REQUIRED ACTION =>
With the first line as the start and the line containing "occupied buckets than" as the end, write out every line of the records exactly.

[Opening INPUT RECORDS section]

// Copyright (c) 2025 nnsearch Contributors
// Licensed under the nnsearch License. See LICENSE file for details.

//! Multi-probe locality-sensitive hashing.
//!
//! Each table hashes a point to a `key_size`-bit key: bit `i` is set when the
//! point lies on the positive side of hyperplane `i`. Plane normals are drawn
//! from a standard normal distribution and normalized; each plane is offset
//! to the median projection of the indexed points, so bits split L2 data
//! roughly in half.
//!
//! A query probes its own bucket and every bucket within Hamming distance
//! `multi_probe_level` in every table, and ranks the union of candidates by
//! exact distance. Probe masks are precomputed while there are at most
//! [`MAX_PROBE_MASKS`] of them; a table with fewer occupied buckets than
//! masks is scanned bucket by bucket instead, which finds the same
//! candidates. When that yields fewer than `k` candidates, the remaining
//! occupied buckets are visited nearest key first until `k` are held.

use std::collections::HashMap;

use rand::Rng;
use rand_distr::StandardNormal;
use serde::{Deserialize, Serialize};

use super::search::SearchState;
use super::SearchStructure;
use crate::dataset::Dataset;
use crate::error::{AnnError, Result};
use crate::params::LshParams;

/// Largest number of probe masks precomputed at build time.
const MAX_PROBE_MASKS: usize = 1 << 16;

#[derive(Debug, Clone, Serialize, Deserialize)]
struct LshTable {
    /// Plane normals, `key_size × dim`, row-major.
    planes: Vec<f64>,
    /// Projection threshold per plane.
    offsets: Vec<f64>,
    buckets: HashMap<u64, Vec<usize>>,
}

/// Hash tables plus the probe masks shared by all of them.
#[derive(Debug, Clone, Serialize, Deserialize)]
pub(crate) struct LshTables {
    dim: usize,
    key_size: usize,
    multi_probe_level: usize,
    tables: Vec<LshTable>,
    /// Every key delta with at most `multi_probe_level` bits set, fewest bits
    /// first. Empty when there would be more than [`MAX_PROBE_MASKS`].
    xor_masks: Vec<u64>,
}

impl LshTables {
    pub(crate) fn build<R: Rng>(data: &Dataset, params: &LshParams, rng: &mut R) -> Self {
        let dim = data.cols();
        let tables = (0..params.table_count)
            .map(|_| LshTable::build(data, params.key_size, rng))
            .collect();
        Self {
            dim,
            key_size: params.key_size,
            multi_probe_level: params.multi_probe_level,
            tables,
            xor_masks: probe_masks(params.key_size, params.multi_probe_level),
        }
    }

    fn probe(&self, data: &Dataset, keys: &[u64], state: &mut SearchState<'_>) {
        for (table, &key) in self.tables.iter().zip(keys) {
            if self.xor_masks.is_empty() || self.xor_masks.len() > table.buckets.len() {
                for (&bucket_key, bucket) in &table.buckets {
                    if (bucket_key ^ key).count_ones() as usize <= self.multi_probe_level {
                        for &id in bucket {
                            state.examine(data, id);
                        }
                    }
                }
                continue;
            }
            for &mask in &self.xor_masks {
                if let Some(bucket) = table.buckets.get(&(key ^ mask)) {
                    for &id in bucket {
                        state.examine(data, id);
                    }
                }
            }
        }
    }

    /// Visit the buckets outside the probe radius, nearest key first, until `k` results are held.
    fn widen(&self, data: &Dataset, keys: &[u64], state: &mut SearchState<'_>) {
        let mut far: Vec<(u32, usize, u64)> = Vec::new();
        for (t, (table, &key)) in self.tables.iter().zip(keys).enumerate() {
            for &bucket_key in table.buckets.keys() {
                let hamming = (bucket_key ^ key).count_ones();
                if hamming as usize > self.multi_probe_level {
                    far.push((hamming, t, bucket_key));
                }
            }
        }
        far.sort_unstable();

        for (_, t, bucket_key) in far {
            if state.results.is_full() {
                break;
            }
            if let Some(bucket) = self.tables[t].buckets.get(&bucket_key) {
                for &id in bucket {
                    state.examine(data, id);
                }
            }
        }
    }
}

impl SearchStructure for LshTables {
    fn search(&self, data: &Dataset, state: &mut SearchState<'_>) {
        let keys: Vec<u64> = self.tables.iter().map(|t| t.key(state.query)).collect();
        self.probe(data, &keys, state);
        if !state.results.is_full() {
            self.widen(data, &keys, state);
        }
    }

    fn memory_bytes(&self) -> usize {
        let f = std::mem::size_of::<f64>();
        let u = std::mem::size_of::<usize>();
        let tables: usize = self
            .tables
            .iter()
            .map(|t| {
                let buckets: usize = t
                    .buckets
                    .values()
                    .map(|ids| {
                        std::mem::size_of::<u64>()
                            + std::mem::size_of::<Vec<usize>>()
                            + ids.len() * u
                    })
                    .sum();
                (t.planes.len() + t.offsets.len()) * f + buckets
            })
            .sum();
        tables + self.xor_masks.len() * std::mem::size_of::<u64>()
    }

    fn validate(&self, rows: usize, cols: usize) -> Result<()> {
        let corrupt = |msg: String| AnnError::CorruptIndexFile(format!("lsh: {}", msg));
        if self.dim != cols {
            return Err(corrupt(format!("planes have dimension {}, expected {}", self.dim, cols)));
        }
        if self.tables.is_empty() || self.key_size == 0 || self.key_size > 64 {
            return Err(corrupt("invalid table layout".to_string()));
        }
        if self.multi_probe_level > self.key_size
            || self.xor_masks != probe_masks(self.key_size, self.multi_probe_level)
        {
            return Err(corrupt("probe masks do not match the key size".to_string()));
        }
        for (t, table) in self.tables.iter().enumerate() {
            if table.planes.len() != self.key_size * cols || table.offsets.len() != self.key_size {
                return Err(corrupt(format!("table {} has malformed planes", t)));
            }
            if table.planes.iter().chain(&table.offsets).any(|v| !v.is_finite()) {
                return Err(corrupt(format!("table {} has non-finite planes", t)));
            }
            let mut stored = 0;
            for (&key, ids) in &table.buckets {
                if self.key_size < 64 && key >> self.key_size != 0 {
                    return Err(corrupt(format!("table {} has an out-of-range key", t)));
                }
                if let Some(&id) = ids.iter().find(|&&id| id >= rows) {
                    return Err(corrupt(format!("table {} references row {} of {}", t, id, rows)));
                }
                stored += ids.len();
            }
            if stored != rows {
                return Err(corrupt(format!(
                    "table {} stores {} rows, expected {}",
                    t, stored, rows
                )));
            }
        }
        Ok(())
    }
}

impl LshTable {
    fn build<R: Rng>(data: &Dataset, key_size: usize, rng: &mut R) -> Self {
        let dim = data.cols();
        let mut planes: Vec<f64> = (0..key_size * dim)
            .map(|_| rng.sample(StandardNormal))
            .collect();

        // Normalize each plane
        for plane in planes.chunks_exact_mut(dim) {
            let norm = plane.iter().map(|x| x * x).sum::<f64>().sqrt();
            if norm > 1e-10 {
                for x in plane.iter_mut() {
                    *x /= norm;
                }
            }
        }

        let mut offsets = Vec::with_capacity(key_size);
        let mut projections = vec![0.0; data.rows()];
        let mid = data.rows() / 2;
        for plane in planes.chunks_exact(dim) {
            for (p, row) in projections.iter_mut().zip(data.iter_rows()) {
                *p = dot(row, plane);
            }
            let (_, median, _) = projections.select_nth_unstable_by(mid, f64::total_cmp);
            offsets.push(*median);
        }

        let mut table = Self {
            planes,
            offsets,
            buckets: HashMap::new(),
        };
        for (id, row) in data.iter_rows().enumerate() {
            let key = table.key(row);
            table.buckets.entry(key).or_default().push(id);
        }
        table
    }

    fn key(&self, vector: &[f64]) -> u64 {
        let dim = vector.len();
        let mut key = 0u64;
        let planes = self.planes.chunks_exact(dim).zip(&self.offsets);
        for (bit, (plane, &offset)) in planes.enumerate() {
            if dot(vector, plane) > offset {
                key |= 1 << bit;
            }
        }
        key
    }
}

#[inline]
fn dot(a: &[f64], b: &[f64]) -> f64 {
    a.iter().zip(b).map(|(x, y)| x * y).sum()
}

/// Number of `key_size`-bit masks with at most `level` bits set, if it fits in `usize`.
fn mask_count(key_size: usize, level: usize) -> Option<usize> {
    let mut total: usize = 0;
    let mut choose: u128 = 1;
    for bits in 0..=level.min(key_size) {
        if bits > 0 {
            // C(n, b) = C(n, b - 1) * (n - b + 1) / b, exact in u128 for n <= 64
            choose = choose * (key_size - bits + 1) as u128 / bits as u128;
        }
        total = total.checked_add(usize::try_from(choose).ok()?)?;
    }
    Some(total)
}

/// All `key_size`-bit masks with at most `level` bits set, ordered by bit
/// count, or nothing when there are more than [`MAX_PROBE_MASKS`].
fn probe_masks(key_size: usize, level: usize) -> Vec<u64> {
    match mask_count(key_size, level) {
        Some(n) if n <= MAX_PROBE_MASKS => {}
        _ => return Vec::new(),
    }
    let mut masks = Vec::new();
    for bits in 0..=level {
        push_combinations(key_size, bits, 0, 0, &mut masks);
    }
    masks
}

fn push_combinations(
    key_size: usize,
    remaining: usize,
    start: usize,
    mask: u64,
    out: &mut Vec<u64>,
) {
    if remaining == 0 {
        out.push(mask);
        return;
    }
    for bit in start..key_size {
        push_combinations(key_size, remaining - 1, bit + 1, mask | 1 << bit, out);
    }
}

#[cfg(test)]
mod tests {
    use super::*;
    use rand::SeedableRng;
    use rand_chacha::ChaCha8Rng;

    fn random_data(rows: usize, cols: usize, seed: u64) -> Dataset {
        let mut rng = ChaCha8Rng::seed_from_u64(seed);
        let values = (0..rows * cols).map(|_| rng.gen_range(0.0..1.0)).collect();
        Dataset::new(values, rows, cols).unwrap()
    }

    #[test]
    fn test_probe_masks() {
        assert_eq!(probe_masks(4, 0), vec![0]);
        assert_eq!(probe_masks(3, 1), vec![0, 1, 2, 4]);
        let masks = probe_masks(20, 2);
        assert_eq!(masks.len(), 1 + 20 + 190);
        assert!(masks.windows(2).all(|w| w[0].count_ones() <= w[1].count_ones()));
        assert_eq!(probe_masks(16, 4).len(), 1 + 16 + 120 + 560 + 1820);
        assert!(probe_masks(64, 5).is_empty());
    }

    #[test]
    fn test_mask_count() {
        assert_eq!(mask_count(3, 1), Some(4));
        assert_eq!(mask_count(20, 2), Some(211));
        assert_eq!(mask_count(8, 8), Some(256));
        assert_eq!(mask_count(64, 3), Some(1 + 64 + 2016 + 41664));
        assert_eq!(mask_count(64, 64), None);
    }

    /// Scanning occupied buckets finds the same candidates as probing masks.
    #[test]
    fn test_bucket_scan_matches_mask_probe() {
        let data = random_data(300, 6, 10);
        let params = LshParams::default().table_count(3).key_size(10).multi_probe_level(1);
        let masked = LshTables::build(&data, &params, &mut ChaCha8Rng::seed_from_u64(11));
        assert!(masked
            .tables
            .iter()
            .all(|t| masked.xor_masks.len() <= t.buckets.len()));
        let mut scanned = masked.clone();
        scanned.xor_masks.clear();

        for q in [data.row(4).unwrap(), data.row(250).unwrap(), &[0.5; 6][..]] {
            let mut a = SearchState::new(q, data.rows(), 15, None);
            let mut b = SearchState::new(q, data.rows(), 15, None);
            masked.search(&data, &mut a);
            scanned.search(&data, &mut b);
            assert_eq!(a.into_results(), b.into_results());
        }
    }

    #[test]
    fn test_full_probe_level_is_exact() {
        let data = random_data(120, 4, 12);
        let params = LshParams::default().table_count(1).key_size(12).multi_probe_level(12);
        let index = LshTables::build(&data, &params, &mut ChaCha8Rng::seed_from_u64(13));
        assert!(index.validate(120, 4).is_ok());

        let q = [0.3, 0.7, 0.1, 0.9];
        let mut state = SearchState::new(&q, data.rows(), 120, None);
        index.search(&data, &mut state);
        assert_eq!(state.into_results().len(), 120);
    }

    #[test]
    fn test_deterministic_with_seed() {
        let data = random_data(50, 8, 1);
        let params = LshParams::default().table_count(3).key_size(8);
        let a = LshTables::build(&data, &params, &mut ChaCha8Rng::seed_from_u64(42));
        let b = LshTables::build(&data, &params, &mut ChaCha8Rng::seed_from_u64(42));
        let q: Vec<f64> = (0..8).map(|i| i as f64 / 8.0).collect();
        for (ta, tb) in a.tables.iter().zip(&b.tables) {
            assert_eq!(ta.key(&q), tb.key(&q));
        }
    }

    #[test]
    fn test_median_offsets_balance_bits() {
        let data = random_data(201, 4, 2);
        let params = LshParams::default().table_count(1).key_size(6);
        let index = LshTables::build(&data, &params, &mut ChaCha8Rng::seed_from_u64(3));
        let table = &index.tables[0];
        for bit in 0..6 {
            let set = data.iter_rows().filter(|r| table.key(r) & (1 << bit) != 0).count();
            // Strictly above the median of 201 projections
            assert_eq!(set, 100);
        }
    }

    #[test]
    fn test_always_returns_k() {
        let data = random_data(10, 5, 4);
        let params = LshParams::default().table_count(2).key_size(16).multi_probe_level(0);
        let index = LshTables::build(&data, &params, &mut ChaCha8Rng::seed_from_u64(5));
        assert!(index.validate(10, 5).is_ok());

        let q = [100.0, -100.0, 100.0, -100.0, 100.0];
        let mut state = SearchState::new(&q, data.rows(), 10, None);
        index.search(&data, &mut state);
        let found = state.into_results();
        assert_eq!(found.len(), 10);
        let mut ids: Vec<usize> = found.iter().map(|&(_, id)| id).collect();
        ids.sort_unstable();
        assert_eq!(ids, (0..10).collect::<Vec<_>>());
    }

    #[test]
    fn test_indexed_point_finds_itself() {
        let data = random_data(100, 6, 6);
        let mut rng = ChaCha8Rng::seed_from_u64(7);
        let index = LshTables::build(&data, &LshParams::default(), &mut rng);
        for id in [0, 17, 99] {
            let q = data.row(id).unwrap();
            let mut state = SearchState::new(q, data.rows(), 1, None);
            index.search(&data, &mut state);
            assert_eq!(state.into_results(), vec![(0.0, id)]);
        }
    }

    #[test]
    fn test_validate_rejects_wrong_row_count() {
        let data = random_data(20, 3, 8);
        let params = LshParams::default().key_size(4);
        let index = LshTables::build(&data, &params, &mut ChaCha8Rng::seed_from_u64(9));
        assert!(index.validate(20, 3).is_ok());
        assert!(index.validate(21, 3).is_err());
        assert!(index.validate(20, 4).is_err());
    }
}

[Closing INPUT RECORDS section]

EXERCISE OUTPUT =>
// Copyright (c) 2025 nnsearch Contributors
// Licensed under the nnsearch License. See LICENSE file for details.

//! Multi-probe locality-sensitive hashing.
//!
//! Each table hashes a point to a `key_size`-bit key: bit `i` is set when the
//! point lies on the positive side of hyperplane `i`. Plane normals are drawn
//! from a standard normal distribution and normalized; each plane is offset
//! to the median projection of the indexed points, so bits split L2 data
//! roughly in half.
//!
//! A query probes its own bucket and every bucket within Hamming distance
//! `multi_probe_level` in every table, and ranks the union of candidates by
//! exact distance. Probe masks are precomputed while there are at most
//! [`MAX_PROBE_MASKS`] of them; a table with fewer occupied buckets than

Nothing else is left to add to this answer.